[Stored data]:

use tokio::sync::mpsc;
use tokio::task::JoinHandle;
use tracing::{error, info};
use uuid::Uuid;

use booking_engine::{BookingStatus, DecisionNotifier, NotifyError};

use crate::service::PushService;
use crate::types::PushPayload;

/// One queued decision notification.
#[derive(Debug)]
struct NotificationJob {
    user_id: Uuid,
    booking_id: Uuid,
    status: BookingStatus,
}

/// Queue handle the booking engine notifies through. Cheap to clone;
/// enqueuing never does network or database work itself.
#[derive(Clone)]
pub struct PushDispatcher {
    sender: mpsc::Sender<NotificationJob>,
}

/// Spawns the delivery worker and returns the dispatcher feeding it. The
/// worker drains jobs one at a time; anything that goes wrong with a job
/// is logged and dropped there, never surfaced to the decide path.
pub fn spawn_dispatcher(service: PushService, buffer: usize) -> (PushDispatcher, JoinHandle<()>) {
    let (sender, mut receiver) = mpsc::channel::<NotificationJob>(buffer);

    let handle = tokio::spawn(async move {
        info!("Push dispatcher started");

        while let Some(job) = receiver.recv().await {
            let payload = PushPayload {
                title: "Booking update".to_string(),
                body: format!("Your booking is {}.", job.status.as_str()),
                url: "/bookings".to_string(),
            };

            if let Err(e) = service.notify_user(&job.user_id, &payload).await {
                error!(
                    "Push delivery for booking {} to user {} failed: {}",
                    job.booking_id, job.user_id, e
                );
            }
        }

        info!("Push dispatcher stopped");
    });

    (PushDispatcher { sender }, handle)
}

#[async_trait::async_trait]
impl DecisionNotifier for PushDispatcher {
    async fn notify_decision(
        &self,
        user_id: &Uuid,
        booking_id: &Uuid,
        status: BookingStatus,
    ) -> Result<(), NotifyError> {
        self.sender
            .send(NotificationJob {
                user_id: *user_id,
                booking_id: *booking_id,
                status,
            })
            .await
            .map_err(|e| NotifyError::Delivery(format!("Dispatcher queue closed: {}", e)))
    }
}

#[cfg(test)]
mod tests {
    use super::*;

    // The worker side needs a database; here we only check the queue
    // handle's behavior once the worker is gone.
    #[tokio::test]
    async fn test_send_after_worker_shutdown_reports_delivery_error() {
        let (sender, receiver) = mpsc::channel::<NotificationJob>(4);
        drop(receiver);

        let dispatcher = PushDispatcher { sender };
        let result = dispatcher
            .notify_decision(&Uuid::new_v4(), &Uuid::new_v4(), BookingStatus::Approved)
            .await;

        assert!(matches!(result, Err(NotifyError::Delivery(_))));
    }
}
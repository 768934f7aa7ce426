//! # Auth Services
//!
//! This crate verifies bearer tokens issued by the external identity
//! provider and exposes the authenticated user to request handlers.
//! Token issuance itself happens outside this application; only the
//! shared-secret verification side lives here.

/// JWT token verification.
pub mod jwt;
/// Middleware for request authentication.
pub mod middleware;
/// Types and structures used in authentication.
pub mod types;
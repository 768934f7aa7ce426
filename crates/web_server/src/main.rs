//! Main entry point for the rental marketplace backend server.
//! This crate provides REST API endpoints and serves the frontend application.

use std::path::Path;
use std::sync::Arc;

use actix_files::Files;
use actix_web::{App, HttpResponse, HttpServer, Result, middleware::Logger, web};

use auth_services::middleware::AuthMiddleware;
use booking_engine::BookingService;
use media_store::{HttpImageStore, ImageStore, MockImageStore};
use postgres::database::*;
use web_handlers::*;

mod notify_manager;
use notify_manager::NotifyManager;

async fn api_hello() -> Result<HttpResponse> {
    Ok(HttpResponse::Ok().json(serde_json::json!({
        "message": "Hello from the rental marketplace backend!",
        "status": "running"
    })))
}

fn get_frontend_path() -> &'static str {
    // Check multiple possible locations for frontend files
    if Path::new("./frontend-build").exists() {
        log::info!("✅ Using Docker frontend path: ./frontend-build");
        "./frontend-build"
    } else if Path::new("../frontend/dist").exists() {
        log::info!("✅ Using local frontend path: ../frontend/dist");
        "../frontend/dist"
    } else {
        log::info!("❌ Frontend files not found in either location");
        "./frontend-build" // fallback
    }
}

fn build_image_store() -> Arc<dyn ImageStore> {
    match HttpImageStore::new() {
        Ok(store) => {
            log::info!("🖼️ Using hosted media store for vehicle images");
            Arc::new(store)
        }
        Err(e) => {
            log::warn!("Media store not configured ({}), using mock store", e);
            Arc::new(MockImageStore)
        }
    }
}

#[actix_web::main]
async fn main() -> std::io::Result<()> {
    // Load environment variables
    dotenvy::dotenv().ok();

    // Initialize logger
    env_logger::init_from_env(env_logger::Env::new().default_filter_or("info"));

    log::info!("🚀 Starting rental marketplace server...");

    // Create database connection pool
    let pool = match create_connection_pool().await {
        Ok(pool) => {
            log::info!("🗃️ Database pool created successfully");

            if let Err(e) = test_connection(&pool).await {
                log::error!("❌ Database connection test failed: {}", e);
            }
            pool
        }
        Err(e) => {
            log::error!("❌ Failed to create database pool: {}", e);
            log::error!("💡 Make sure PostgreSQL is running and DATABASE_URL is set");
            std::process::exit(1);
        }
    };

    // Create the image store the vehicle handlers upload through
    let image_store = web::Data::from(build_image_store());

    // Start the push dispatcher and hand its queue to the booking engine
    let mut notify_manager = NotifyManager::new(pool.clone());
    let dispatcher = notify_manager.start();
    let booking_service = web::Data::new(BookingService::new(pool.clone(), Arc::new(dispatcher)));

    let frontend_path = get_frontend_path();
    log::info!("📁 Frontend files location: {}", frontend_path);
    log::info!("🌐 Server will be available at: http://0.0.0.0:8080");

    let result = HttpServer::new(move || {
        App::new()
            .app_data(web::Data::new(pool.clone()))
            .app_data(booking_service.clone())
            .app_data(image_store.clone())
            .wrap(Logger::default())
            .service(
                web::scope("/api")
                    // Public routes
                    .route("/hello", web::get().to(api_hello))
                    .service(
                        web::scope("/vehicles")
                            .service(
                                web::resource("")
                                    .route(web::get().to(list_vehicles))
                                    .route(web::post().to(create_vehicle)),
                            )
                            .service(web::resource("/mine").route(web::get().to(my_vehicles)))
                            .service(
                                web::resource("/{vehicle_id}")
                                    .route(web::get().to(get_vehicle))
                                    .route(web::put().to(update_vehicle))
                                    .route(web::delete().to(delete_vehicle)),
                            )
                            .service(
                                web::resource("/{vehicle_id}/availability")
                                    .route(web::get().to(vehicle_calendar)),
                            ),
                    )
                    // Booking routes (require authentication)
                    .service(
                        web::scope("/bookings")
                            .wrap(AuthMiddleware)
                            .route("", web::post().to(create_booking))
                            .route("/my", web::get().to(my_bookings))
                            .route("/owner", web::get().to(owner_bookings))
                            .route("/{booking_id}/status", web::patch().to(decide_booking)),
                    )
                    // Push subscription routes
                    .service(
                        web::scope("/push")
                            .route("/public-key", web::get().to(push_public_key))
                            .service(
                                web::scope("")
                                    .wrap(AuthMiddleware)
                                    .route("/subscribe", web::post().to(push_subscribe)),
                            ),
                    ),
            )
            .route(
                "/health",
                web::get().to(|| async { HttpResponse::Ok().body("OK") }),
            )
            .service(Files::new("/", frontend_path).index_file("index.html"))
    })
    .bind("0.0.0.0:8080")?
    .run()
    .await;

    notify_manager.stop().await;
    result
}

[THE TASK]: When a line in the data contains "NotificationJob", return it as written.

[EXERCISE RESULT]:
struct NotificationJob {
    sender: mpsc::Sender<NotificationJob>,
    let (sender, mut receiver) = mpsc::channel::<NotificationJob>(buffer);
            .send(NotificationJob {
        let (sender, receiver) = mpsc::channel::<NotificationJob>(4);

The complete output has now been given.